I think I could sell it for a profit but in this economy who knows. It would give me access to Orange Lake other than the 1 in 4 rule. I have never bought in Orlando because it is so easy to trade for and this would be breaking one of my rules to not own in Orlando. Does an OLCC week 22 have good trading power?. Would it be hard to rent this week for a profit or even for enough to cover MF's? I do like this resort and owning would give me access to River Island and the other pools, putt putt, golf, etc even if I wasn't staying there. Holiday Inn is renting units there now and that scares me. Lots of pros and cons. It is a hard decision.

For those familiar with Orange Lake what do you think? Get it, let my friend get it, or forget it?


----------



## lprstn (Feb 17, 2009)

Don't purchase it if you don't want to go there often.  There are so many nice places to stay at in Orlando that if I had it to do over again, I wouldn't purchase there.


----------



## AwayWeGo (Feb 17, 2009)

*To Thine Own Self Be True.*

I don't know from Orange Lake -- it's on our _Maybe Some Day_ list of potential future Orlando timeshare exchange possibilities.  Plus, we took the timeshare tour there 1 time (mainly for the freebies).  Other than that, all we know about Orange Lake is that it's _w-a-a-a-a-y_ out there on Rt. 192 most of the way to Rt. 27 -- & that it is tantalizingly close to the nearby sewage & wastewater treatment facility of Reedy Creek Improvement District. 

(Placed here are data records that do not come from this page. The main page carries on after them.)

//! Verse records and keys

use crate::books::book_name;
use serde::{Deserialize, Serialize};

#[derive(Debug, Clone, PartialEq, Eq, Serialize, Deserialize)]
pub struct Verse {
    pub book_id: u8,
    pub chapter: u16,
    pub verse: u16,
    pub text: String,
}

#[derive(Debug, Clone, Copy, Hash, PartialEq, Eq, PartialOrd, Ord, Serialize, Deserialize)]
pub struct VerseKey {
    pub book_id: u8,
    pub chapter: u16,
    pub verse: u16,
}

impl VerseKey {
    pub fn new(book_id: u8, chapter: u16, verse: u16) -> Self {
        Self { book_id, chapter, verse }
    }
}

impl Verse {
    pub fn key(&self) -> VerseKey {
        VerseKey::new(self.book_id, self.chapter, self.verse)
    }

    /// "Genesis 1:1"
    pub fn reference(&self) -> String {
        format_reference(self.book_id, self.chapter, self.verse)
    }

    /// The text as copied out of the viewer: verse text, then the reference on its own line.
    pub fn citation(&self) -> String {
        format!("{}\n— {}", self.text, self.reference())
    }
}

pub fn format_reference(book_id: u8, chapter: u16, verse: u16) -> String {
    let name = book_name(book_id).unwrap_or("?");
    format!("{} {}:{}", name, chapter, verse)
}
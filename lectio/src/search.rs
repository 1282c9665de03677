//! Free-text search over the corpus

use crate::books::book_name;
use crate::corpus::Corpus;
use crate::pattern::{fold, has_wildcard, Pattern};
use serde::{Deserialize, Serialize};
use std::ops::Range;
use std::sync::Arc;
use std::time::Instant;

pub const DEFAULT_MAX_RESULTS: usize = 100;
pub const DEFAULT_MIN_QUERY_LEN: usize = 4;

#[derive(Debug, Clone, PartialEq, Eq, Serialize, Deserialize)]
pub struct SearchOptions {
    /// Queries shorter than this (in characters) are rejected unless they use a wildcard.
    pub min_query_len: usize,
    pub max_results: usize,
    pub highlight_open: String,
    pub highlight_close: String,
}

impl Default for SearchOptions {
    fn default() -> Self {
        Self {
            min_query_len: DEFAULT_MIN_QUERY_LEN,
            max_results: DEFAULT_MAX_RESULTS,
            highlight_open: "<span class=\"highlight\">".to_string(),
            highlight_close: "</span>".to_string(),
        }
    }
}

#[derive(Debug, Clone, Default, PartialEq, Eq, Hash, Serialize, Deserialize)]
pub struct SearchFilters {
    pub book_ids: Option<Vec<u8>>,
}

impl SearchFilters {
    pub fn books(ids: impl IntoIterator<Item = u8>) -> Self {
        Self {
            book_ids: Some(ids.into_iter().collect()),
        }
    }

    /// An empty id list restricts nothing, same as no list at all.
    fn allows(&self, book_id: u8) -> bool {
        match &self.book_ids {
            Some(ids) if !ids.is_empty() => ids.contains(&book_id),
            _ => true,
        }
    }

    /// Sorted and deduplicated, so equivalent filters compare equal.
    pub fn canonical(&self) -> Self {
        Self {
            book_ids: self
                .book_ids
                .as_ref()
                .filter(|ids| !ids.is_empty())
                .map(|ids| {
                    let mut ids = ids.clone();
                    ids.sort_unstable();
                    ids.dedup();
                    ids
                }),
        }
    }
}

#[derive(Debug, Clone, Copy, PartialEq, Eq, Serialize, Deserialize)]
#[serde(rename_all = "snake_case")]
pub enum SearchStatus {
    TooShort,
    Empty,
    Ok,
}

#[derive(Debug, Clone, Copy, PartialEq, Eq, Serialize, Deserialize)]
pub struct HighlightSpan {
    pub start: usize,
    pub end: usize,
}

impl From<Range<usize>> for HighlightSpan {
    fn from(r: Range<usize>) -> Self {
        Self { start: r.start, end: r.end }
    }
}

#[derive(Debug, Clone, PartialEq, Eq, Serialize, Deserialize)]
pub struct SearchResult {
    pub book_id: u8,
    pub book_name: String,
    pub chapter: u16,
    pub verse: u16,
    pub text: String,
    /// `text` with every occurrence wrapped in the highlight markers.
    pub highlighted: String,
    /// Byte offsets into `text`.
    pub spans: Vec<HighlightSpan>,
}

#[derive(Debug, Clone, PartialEq, Eq, Serialize, Deserialize)]
pub struct SearchResults {
    pub query: String,
    pub status: SearchStatus,
    /// Number of results returned, after the cap.
    pub total_hits: usize,
    /// More verses matched than were returned.
    pub truncated: bool,
    pub results: Vec<SearchResult>,
    /// Duration of the scan that produced these results. A cached copy keeps
    /// the value from that first scan.
    pub elapsed_ms: u64,
}

impl SearchResults {
    fn too_short(query: String) -> Self {
        Self {
            query,
            status: SearchStatus::TooShort,
            total_hits: 0,
            truncated: false,
            results: Vec::new(),
            elapsed_ms: 0,
        }
    }
}

/// Trim, then lowercase one character at a time exactly as verse text is folded.
pub fn normalize_query(raw: &str) -> String {
    raw.trim().chars().map(fold).collect()
}

/// Whether a normalized query is long enough, or intentional enough, to scan for.
pub fn is_searchable(normalized: &str, min_len: usize) -> bool {
    normalized.chars().count() >= min_len || has_wildcard(normalized)
}

pub fn highlight(text: &str, spans: &[HighlightSpan], open: &str, close: &str) -> String {
    let mut out = String::with_capacity(text.len() + spans.len() * (open.len() + close.len()));
    let mut pos = 0;
    for span in spans {
        out.push_str(&text[pos..span.start]);
        out.push_str(open);
        out.push_str(&text[span.start..span.end]);
        out.push_str(close);
        pos = span.end;
    }
    out.push_str(&text[pos..]);
    out
}

#[derive(Clone)]
pub struct SearchEngine {
    corpus: Arc<Corpus>,
    options: SearchOptions,
}

impl SearchEngine {
    pub fn new(corpus: Arc<Corpus>, options: SearchOptions) -> Self {
        Self { corpus, options }
    }

    pub fn options(&self) -> &SearchOptions {
        &self.options
    }

    pub fn search(&self, raw_query: &str) -> SearchResults {
        self.search_filtered(raw_query, &SearchFilters::default())
    }

    /// Scan in corpus order and keep the first `max_results` hits.
    pub fn search_filtered(&self, raw_query: &str, filters: &SearchFilters) -> SearchResults {
        let start = Instant::now();
        let query = normalize_query(raw_query);

        if !is_searchable(&query, self.options.min_query_len) {
            return SearchResults::too_short(query);
        }

        let pattern = Pattern::compile(&query);
        let cap = self.options.max_results;

        let mut matched = self
            .corpus
            .verses()
            .iter()
            .filter(|v| filters.allows(v.book_id))
            .filter(|v| pattern.is_match(&v.text))
            .take(cap.saturating_add(1));

        let results: Vec<SearchResult> = matched
            .by_ref()
            .take(cap)
            .map(|v| {
                let spans: Vec<HighlightSpan> = pattern
                    .find_iter(&v.text)
                    .into_iter()
                    .filter(|r| !r.is_empty())
                    .map(HighlightSpan::from)
                    .collect();
                SearchResult {
                    book_id: v.book_id,
                    book_name: book_name(v.book_id).unwrap_or_default().to_string(),
                    chapter: v.chapter,
                    verse: v.verse,
                    highlighted: highlight(
                        &v.text,
                        &spans,
                        &self.options.highlight_open,
                        &self.options.highlight_close,
                    ),
                    text: v.text.clone(),
                    spans,
                }
            })
            .collect();
        let truncated = matched.next().is_some();

        let status = if results.is_empty() {
            SearchStatus::Empty
        } else {
            SearchStatus::Ok
        };
        let elapsed_ms = start.elapsed().as_millis() as u64;
        tracing::debug!(query = %query, hits = results.len(), truncated, elapsed_ms, "Search finished");

        SearchResults {
            query,
            status,
            total_hits: results.len(),
            truncated,
            results,
            elapsed_ms,
        }
    }
}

As to whether to buy or whether to take a pass, you can ask yourself how you'll feel if you spring on the 1 hand or if you let it go on the other. 

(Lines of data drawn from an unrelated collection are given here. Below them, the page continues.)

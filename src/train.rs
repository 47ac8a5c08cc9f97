//! Mini-batch SGD over a [`Dataset`].
//!
//! ## Loop
//!
//! For every epoch the dataset is walked in order, one full batch at a time
//! (a trailing partial batch is skipped). Each sample gets its own batch
//! slot, a forward pass and a backward pass; the batch is then applied as
//! the mean of the per-slot updates.
//!
//! Progress goes through a [`Reporter`]. [`LogReporter`] forwards to the
//! `log` facade, `()` discards everything, and a `Vec<Report>` collects.

use log::{debug, info};

use crate::config::TrainingConfig;
use crate::data::{Dataset, argmax};
use crate::error::{NetError, Result};
use crate::init::Sampler;
use crate::network::NeuralNetwork;

/// Running averages over the batches since the previous report.
#[derive(Debug, Clone, Copy, PartialEq)]
pub struct Report {
    pub epoch: usize,
    /// Batches completed in this epoch.
    pub step: usize,
    pub average_loss: f64,
    pub accuracy: f64,
}

/// Receives periodic progress.
pub trait Reporter {
    fn report(&mut self, report: &Report);
}

impl Reporter for () {
    fn report(&mut self, _: &Report) {}
}

impl Reporter for Vec<Report> {
    fn report(&mut self, report: &Report) {
        self.push(*report);
    }
}

/// Writes each report at `info` level.
#[derive(Debug, Clone, Copy, Default)]
pub struct LogReporter;

impl Reporter for LogReporter {
    fn report(&mut self, report: &Report) {
        info!(
            "epoch {} step {}: loss {:.6}, accuracy {:.4}",
            report.epoch, report.step, report.average_loss, report.accuracy
        );
    }
}

/// Totals for one batch.
#[derive(Debug, Clone, Copy, Default, PartialEq)]
pub struct BatchStats {
    pub examples: usize,
    pub loss_sum: f64,
    pub correct: usize,
}

impl BatchStats {
    fn merge(&mut self, other: Self) {
        self.examples += other.examples;
        self.loss_sum += other.loss_sum;
        self.correct += other.correct;
    }

    #[must_use]
    pub fn average_loss(&self) -> f64 {
        if self.examples == 0 { 0.0 } else { self.loss_sum / self.examples as f64 }
    }

    /// Fraction of samples whose predicted argmax matched the target's.
    #[must_use]
    pub fn accuracy(&self) -> f64 {
        if self.examples == 0 { 0.0 } else { self.correct as f64 / self.examples as f64 }
    }
}

/// Outcome of [`Trainer::fit`].
#[derive(Debug, Clone, Copy, Default, PartialEq)]
pub struct TrainingSummary {
    pub epochs: usize,
    /// Batches applied across all epochs.
    pub steps: usize,
    /// Totals over the final epoch.
    pub last_epoch: BatchStats,
}

/// Drives a [`NeuralNetwork`] with a [`TrainingConfig`].
#[derive(Debug, Clone, Default)]
pub struct Trainer {
    config: TrainingConfig,
}

impl Trainer {
    #[must_use]
    pub fn new(config: TrainingConfig) -> Self {
        Self { config }
    }

    #[must_use]
    pub fn config(&self) -> &TrainingConfig {
        &self.config
    }

    /// Initialises every weight using the configured distribution.
    ///
    /// # Errors
    ///
    /// As [`NeuralNetwork::initialize_weights`].
    pub fn initialize<S: Sampler + ?Sized>(
        &self,
        network: &mut NeuralNetwork,
        sampler: &mut S,
    ) -> Result<()> {
        network.initialize_weights(sampler, self.config.distribution)
    }

    /// Runs every configured epoch.
    ///
    /// The network takes the configured learning rate and gets fresh batch
    /// buffers before the first step.
    ///
    /// # Errors
    ///
    /// Invalid configuration, a dataset whose shapes do not fit the network,
    /// or any error from the passes themselves.
    pub fn fit<R: Reporter + ?Sized>(
        &self,
        network: &mut NeuralNetwork,
        dataset: &Dataset,
        reporter: &mut R,
    ) -> Result<TrainingSummary> {
        self.config.validate()?;
        check_shapes(network, dataset)?;
        network.set_learning_rate(self.config.learning_rate)?;
        network.prepare_batches(self.config.batch_size)?;

        let batch_size = self.config.batch_size;
        let mut summary = TrainingSummary::default();
        for epoch in 0..self.config.epochs {
            let mut epoch_stats = BatchStats::default();
            let mut window = BatchStats::default();
            let mut step = 0;
            let mut start = 0;
            while start + batch_size <= dataset.len() {
                let stats = self.train_batch(network, dataset, start)?;
                epoch_stats.merge(stats);
                window.merge(stats);
                step += 1;
                start += batch_size;

                if step % self.config.report_every == 0 {
                    reporter.report(&Report {
                        epoch,
                        step,
                        average_loss: window.average_loss(),
                        accuracy: window.accuracy(),
                    });
                    window = BatchStats::default();
                }
            }
            debug!(
                "epoch {epoch} finished after {step} batches, mean loss {:.6}",
                epoch_stats.average_loss()
            );
            summary.epochs += 1;
            summary.steps += step;
            summary.last_epoch = epoch_stats;
        }
        Ok(summary)
    }

    /// Trains on `batch_size` consecutive samples starting at `start`, then
    /// applies the batch.
    ///
    /// # Errors
    ///
    /// [`NetError::InvalidDataset`] if the batch runs past the end of the
    /// dataset, plus any error from the passes.
    pub fn train_batch(
        &self,
        network: &mut NeuralNetwork,
        dataset: &Dataset,
        start: usize,
    ) -> Result<BatchStats> {
        if network.batch_size() != self.config.batch_size {
            network.prepare_batches(self.config.batch_size)?;
        }

        let mut stats = BatchStats::default();
        for slot in 0..self.config.batch_size {
            let index = start + slot;
            let (input, expected) = dataset.get(index).ok_or_else(|| NetError::InvalidDataset {
                reason: format!("sample {index} out of range for {} samples", dataset.len()),
            })?;

            network.set_batch_slot(slot)?;
            let predicted = argmax(network.forward(input)?);
            stats.loss_sum += network.backpropagate(expected)?;
            stats.examples += 1;
            if predicted.is_some() && predicted == argmax(expected) {
                stats.correct += 1;
            }
        }
        network.apply_batch()?;
        Ok(stats)
    }
}

fn check_shapes(network: &NeuralNetwork, dataset: &Dataset) -> Result<()> {
    if dataset.is_empty() {
        return Ok(());
    }
    let sizes = |id| network.layer(id).map_or(0, |layer| layer.size());
    let input = sizes(network.input());
    if dataset.input_len() != input {
        return Err(NetError::ShapeMismatch {
            what: "dataset input",
            expected: input,
            got: dataset.input_len(),
        });
    }
    let output = sizes(network.output());
    if dataset.output_len() != output {
        return Err(NetError::ShapeMismatch {
            what: "dataset target",
            expected: output,
            got: dataset.output_len(),
        });
    }
    Ok(())
}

If you skip it, will you say to yourself later, "Dang ! -- I should have bought Orange Lake when I had the chance." *?* 

Or if you go ahead & buy, will you be telling yourself afterward, "Shux, I needed another timeshare week like a rooster needs knee sox & now I've stuck myself with 1 in Orlando of all places.  What was I thinking?" *?* 

I have recently completed the transition from _Vibrant Middle Age_ to _Kindly Older Gentleman_*.*  Now that I'm older, I catch myself feeling buyer regret oftener than I feel any pangs of disappointment over not buying something -- horns, timeshares, & I don't know what-all.  

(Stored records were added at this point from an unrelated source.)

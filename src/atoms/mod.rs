//! Expression trees with symbolic derivatives.
//!
//! # Atoms
//!
//! An [`Atom`] is one node of a scalar expression. Every node supports two
//! operations:
//!
//! - [`Atom::eval`] computes the value from whatever the variables currently
//!   hold. It never changes the tree.
//! - [`Atom::derivative`] builds a *new* tree for the derivative with respect
//!   to whichever variables are flagged "in respect to". The original is left
//!   untouched and the result can be evaluated on its own.
//!
//! ## Differentiation rules
//!
//! The rules are tree rewrites, not a general computer algebra system:
//!
//! - sums and differences distribute;
//! - products and quotients use a one-sided shortcut whenever one operand is
//!   a constant or a variable that is not being differentiated
//!   ([`Atom::is_constant_or_variable`]), and the full rule otherwise;
//! - `exp` and `log` apply the chain rule;
//! - `relu` differentiates into a lazy [`Conditional`], so the branch that is
//!   not taken is never evaluated.
//!
//! ## Numeric guards
//!
//! Denominators closer than `1e-8` to zero are pushed to `±1e-8` and `log`
//! arguments are floored at `1e-11`. Neither raises an error.
//!
//! ## Example
//!
//! ```rust
//! use atomgrad::atoms::ScalarVariable;
//!
//! let x = ScalarVariable::new("x");
//! x.set_in_respect_to(true);
//! let cube = x.atom() * x.atom() * x.atom();
//! let slope = cube.derivative().eval_with(&[(&x, 3.0)]).unwrap();
//! assert!((slope - 27.0).abs() < 1e-12);
//! ```

mod reduction;
mod variable;

pub use reduction::{SumOf, TermBuilder};
pub use variable::{CursorGuard, Index, IndexedRef, IndexedVariable, ScalarVariable};

use core::fmt;
use core::ops::{Add, Div, Mul, Neg, Sub};

use crate::error::Result;
use crate::functions::{clamp_denominator, floor_log_argument};

/// Test a [`Conditional`] applies to its subject.
#[derive(Debug, Clone, Copy, PartialEq, Eq)]
pub enum Predicate {
    /// The subject evaluates to a strictly positive value.
    Positive,
    /// The subject is a variable read at the slot currently differentiated against.
    Seeded,
}

impl Predicate {
    fn holds(self, subject: &Atom) -> Result<bool> {
        match self {
            Self::Positive => Ok(subject.eval()? > 0.0),
            Self::Seeded => Ok(subject.is_seeded()),
        }
    }
}

/// Lazily picks one of two branches; only the chosen one is evaluated.
#[derive(Debug, Clone)]
pub struct Conditional {
    subject: Box<Atom>,
    predicate: Predicate,
    then: Box<Atom>,
    otherwise: Box<Atom>,
}

impl Conditional {
    pub fn new(subject: Atom, predicate: Predicate, then: Atom, otherwise: Atom) -> Self {
        Self {
            subject: Box::new(subject),
            predicate,
            then: Box::new(then),
            otherwise: Box::new(otherwise),
        }
    }

    fn eval(&self) -> Result<f64> {
        if self.predicate.holds(&self.subject)? {
            self.then.eval()
        } else {
            self.otherwise.eval()
        }
    }

    fn derivative(&self) -> Atom {
        Atom::Conditional(Self {
            subject: self.subject.clone(),
            predicate: self.predicate,
            then: Box::new(self.then.derivative()),
            otherwise: Box::new(self.otherwise.derivative()),
        })
    }
}

/// A node of a scalar expression tree.
#[derive(Debug, Clone)]
pub enum Atom {
    Constant(f64),
    Variable(ScalarVariable),
    Indexed(IndexedRef),
    Sum(Vec<Atom>),
    Subtraction(Box<Atom>, Box<Atom>),
    Multiplication(Box<Atom>, Box<Atom>),
    Division(Box<Atom>, Box<Atom>),
    Exp(Box<Atom>),
    Log(Box<Atom>),
    Relu(Box<Atom>),
    Conditional(Conditional),
    SumOf(SumOf),
}

impl Atom {
    #[must_use]
    pub const fn constant(value: f64) -> Self {
        Self::Constant(value)
    }

    #[must_use]
    pub fn exp(inner: impl Into<Self>) -> Self {
        Self::Exp(Box::new(inner.into()))
    }

    /// Natural logarithm.
    #[must_use]
    pub fn log(inner: impl Into<Self>) -> Self {
        Self::Log(Box::new(inner.into()))
    }

    #[must_use]
    pub fn relu(inner: impl Into<Self>) -> Self {
        Self::Relu(Box::new(inner.into()))
    }

    /// Reduction over every slot of `over`.
    #[must_use]
    pub fn sum_of(over: &IndexedVariable, term: impl Fn(&Index) -> Self + 'static) -> Self {
        Self::SumOf(SumOf::new(over, term))
    }

    /// Evaluates with the currently bound variable state.
    ///
    /// # Errors
    ///
    /// [`NetError::UnboundVariable`](crate::NetError::UnboundVariable) when a
    /// scalar variable has no value, and
    /// [`NetError::IndexOutOfBounds`](crate::NetError::IndexOutOfBounds) when an
    /// indexed variable is read past its end.
    pub fn eval(&self) -> Result<f64> {
        match self {
            Self::Constant(value) => Ok(*value),
            Self::Variable(var) => var.eval(),
            Self::Indexed(slot) => slot.eval(),
            Self::Sum(terms) => terms.iter().try_fold(0.0, |acc, t| t.eval().map(|v| acc + v)),
            Self::Subtraction(a, b) => Ok(a.eval()? - b.eval()?),
            Self::Multiplication(a, b) => Ok(a.eval()? * b.eval()?),
            Self::Division(a, b) => {
                let denominator = clamp_denominator(b.eval()?);
                Ok(a.eval()? / denominator)
            }
            Self::Exp(p) => Ok(p.eval()?.exp()),
            Self::Log(p) => Ok(floor_log_argument(p.eval()?).ln()),
            Self::Relu(p) => {
                let value = p.eval()?;
                Ok(if value > 0.0 { value } else { 0.0 })
            }
            Self::Conditional(cond) => cond.eval(),
            Self::SumOf(sum) => sum.eval(),
        }
    }

    /// Binds every listed variable, then evaluates.
    ///
    /// # Errors
    ///
    /// Same as [`Atom::eval`].
    pub fn eval_with(&self, bindings: &[(&ScalarVariable, f64)]) -> Result<f64> {
        for (var, value) in bindings {
            var.bind(*value);
        }
        self.eval()
    }

    /// Symbolic derivative with respect to the currently flagged variables.
    #[must_use]
    pub fn derivative(&self) -> Self {
        match self {
            Self::Constant(_) => Self::Constant(0.0),
            Self::Variable(var) => Self::Constant(if var.is_in_respect_to() { 1.0 } else { 0.0 }),
            Self::Indexed(_) => Self::Conditional(Conditional::new(
                self.clone(),
                Predicate::Seeded,
                Self::Constant(1.0),
                Self::Constant(0.0),
            )),
            Self::Sum(terms) => Self::Sum(terms.iter().map(Self::derivative).collect()),
            Self::Subtraction(a, b) => a.derivative() - b.derivative(),
            Self::Multiplication(a, b) => {
                let (a, b) = (a.as_ref(), b.as_ref());
                if a.is_constant_or_variable() {
                    a.clone() * b.derivative()
                } else if b.is_constant_or_variable() {
                    b.clone() * a.derivative()
                } else {
                    a.clone() * b.derivative() + a.derivative() * b.clone()
                }
            }
            Self::Division(a, b) => {
                let (a, b) = (a.as_ref(), b.as_ref());
                match (a.is_constant_or_variable(), b.is_constant_or_variable()) {
                    (true, true) => Self::Constant(0.0),
                    (true, false) => -((a.clone() * b.derivative()) / (b.clone() * b.clone())),
                    (false, true) => a.derivative() / b.clone(),
                    (false, false) => {
                        (a.derivative() * b.clone() - a.clone() * b.derivative())
                            / (b.clone() * b.clone())
                    }
                }
            }
            Self::Exp(p) => Self::Exp(p.clone()) * p.derivative(),
            Self::Log(p) => {
                if p.is_constant_or_variable() {
                    Self::Constant(0.0)
                } else {
                    p.derivative() / p.as_ref().clone()
                }
            }
            Self::Relu(p) => Self::Conditional(Conditional::new(
                p.as_ref().clone(),
                Predicate::Positive,
                p.derivative(),
                Self::Constant(0.0),
            )),
            Self::Conditional(cond) => cond.derivative(),
            Self::SumOf(sum) => sum.derivative(),
        }
    }

    /// Constants, and plain variables not currently differentiated against.
    #[must_use]
    pub fn is_constant_or_variable(&self) -> bool {
        match self {
            Self::Constant(_) => true,
            Self::Variable(var) => !var.is_in_respect_to(),
            Self::Indexed(slot) => !slot.variable().is_in_respect_to(),
            _ => false,
        }
    }

    fn is_seeded(&self) -> bool {
        match self {
            Self::Variable(var) => var.is_in_respect_to(),
            Self::Indexed(slot) => slot.is_seeded(),
            _ => false,
        }
    }
}

impl From<f64> for Atom {
    fn from(value: f64) -> Self {
        Self::Constant(value)
    }
}

impl From<&ScalarVariable> for Atom {
    fn from(var: &ScalarVariable) -> Self {
        var.atom()
    }
}

impl Add for Atom {
    type Output = Self;

    fn add(self, rhs: Self) -> Self {
        match self {
            Self::Sum(mut terms) => {
                terms.push(rhs);
                Self::Sum(terms)
            }
            lhs => Self::Sum(vec![lhs, rhs]),
        }
    }
}

impl Sub for Atom {
    type Output = Self;

    fn sub(self, rhs: Self) -> Self {
        Self::Subtraction(Box::new(self), Box::new(rhs))
    }
}

impl Mul for Atom {
    type Output = Self;

    fn mul(self, rhs: Self) -> Self {
        Self::Multiplication(Box::new(self), Box::new(rhs))
    }
}

impl Div for Atom {
    type Output = Self;

    fn div(self, rhs: Self) -> Self {
        Self::Division(Box::new(self), Box::new(rhs))
    }
}

impl Neg for Atom {
    type Output = Self;

    fn neg(self) -> Self {
        Self::Constant(0.0) - self
    }
}

macro_rules! __mixed_scalar_ops {
    ($($trait:ident $method:ident),+ $(,)?) => {
        $(
            impl $trait<f64> for Atom {
                type Output = Atom;

                fn $method(self, rhs: f64) -> Atom {
                    $trait::$method(self, Atom::Constant(rhs))
                }
            }

            impl $trait<Atom> for f64 {
                type Output = Atom;

                fn $method(self, rhs: Atom) -> Atom {
                    $trait::$method(Atom::Constant(self), rhs)
                }
            }
        )+
    };
}

__mixed_scalar_ops!(Add add, Sub sub, Mul mul, Div div);

impl fmt::Display for Atom {
    fn fmt(&self, f: &mut fmt::Formatter<'_>) -> fmt::Result {
        match self {
            Self::Constant(value) => write!(f, "{value}"),
            Self::Variable(var) => f.write_str(var.name()),
            Self::Indexed(slot) => write!(f, "{slot}"),
            Self::Sum(terms) => {
                f.write_str("(")?;
                for (i, term) in terms.iter().enumerate() {
                    if i > 0 {
                        f.write_str(" + ")?;
                    }
                    write!(f, "{term}")?;
                }
                f.write_str(")")
            }
            Self::Subtraction(a, b) => write!(f, "({a} - {b})"),
            Self::Multiplication(a, b) => write!(f, "({a} * {b})"),
            Self::Division(a, b) => write!(f, "({a} / {b})"),
            Self::Exp(p) => write!(f, "exp({p})"),
            Self::Log(p) => write!(f, "ln({p})"),
            Self::Relu(p) => write!(f, "relu({p})"),
            Self::Conditional(cond) => write!(
                f,
                "if {:?}({}) then {} else {}",
                cond.predicate, cond.subject, cond.then, cond.otherwise
            ),
            Self::SumOf(sum) => write!(f, "{sum}"),
        }
    }
}

#[cfg(test)]
mod tests {
    use super::*;

    #[test]
    fn constant_derivative_is_zero() {
        for c in [-3.5, 0.0, 1.0, 1e9] {
            assert_eq!(Atom::constant(c).derivative().eval().unwrap(), 0.0);
        }
    }

    #[test]
    fn one_sided_product_rule_keeps_the_constant_factor() {
        let x = ScalarVariable::new("x");
        x.set_in_respect_to(true);
        let f = 3.0 * x.atom();
        assert_eq!(f.derivative().eval_with(&[(&x, 10.0)]).unwrap(), 3.0);
    }

    #[test]
    fn product_of_two_unflagged_operands_differentiates_to_zero() {
        let x = ScalarVariable::new("x");
        let y = ScalarVariable::new("y");
        let f = x.atom() * y.atom();
        assert_eq!(f.derivative().eval_with(&[(&x, 2.0), (&y, 5.0)]).unwrap(), 0.0);
    }

    #[test]
    fn division_clamps_near_zero_denominators() {
        let tiny = Atom::constant(1.0) / Atom::constant(1e-12);
        assert!((tiny.eval().unwrap() - 1e8).abs() < 1e-3);
        let negative = Atom::constant(1.0) / Atom::constant(-1e-12);
        assert!((negative.eval().unwrap() + 1e8).abs() < 1e-3);
    }

    #[test]
    fn log_floors_non_positive_arguments() {
        let value = Atom::log(Atom::constant(-4.0)).eval().unwrap();
        assert!(value.is_finite());
        assert!((value - 1e-11_f64.ln()).abs() < 1e-12);
    }

    #[test]
    fn display_renders_infix() {
        let x = ScalarVariable::new("x");
        let f = Atom::exp(x.atom() * 2.0);
        assert_eq!(f.to_string(), "exp((x * 2))");
    }
}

-- Alan Cole, McLean (Fairfax County), Virginia, USA.​


----------



## tombo (Feb 17, 2009)

LPRSTN is making me think hard about not buying. Alan gave me reasons to buy and not to buy (I already have that angst). Thanks Alan, I think your strongest message was to not buy although you were waffling a lot. Keep the comments coming because I have to decide in the morning.


----------



## RIMike (Feb 17, 2009)

*Be Careful*



tombo said:


> LPRSTN is making me think hard about not buying. Alan gave me reasons to buy and not to buy (I already have that angst). Thanks Alan, I but I think your strongest message was to not buy although you were waffling a lot. Keep the comments coming because I have to decide in the morning.



Orlando has many excellent Timeshares...so I would be very careful and make sure I purchased one of the top ones.  I do not think that is Orange Lake.


----------



## bnoble (Feb 17, 2009)

I'd buy it only if I planned to use it myself---and I'd only do that if I was a serious golfer.  My uncle owns there, is a serious golfer, and loves it.  

Otherwise, there are lots of fish in the sea, and resorts in Orlando.


----------



## AwayWeGo (Feb 17, 2009)

*O. K., Ask Yourself This . . .*




tombo said:


> Keep the comments coming because I have to decide in the morning.


Are you _Vibrant Middle Age_ ? 

Or a _Kindly Older Gentleman_ ? 

That is, you know the timeshare scene & you know all about Orange Lake resort & you know full well the state of your own timeshare portfolio.  So consider the possibility that your decision will hinge on how you feel subjectively more than on weighing all the tangible factors objectively. 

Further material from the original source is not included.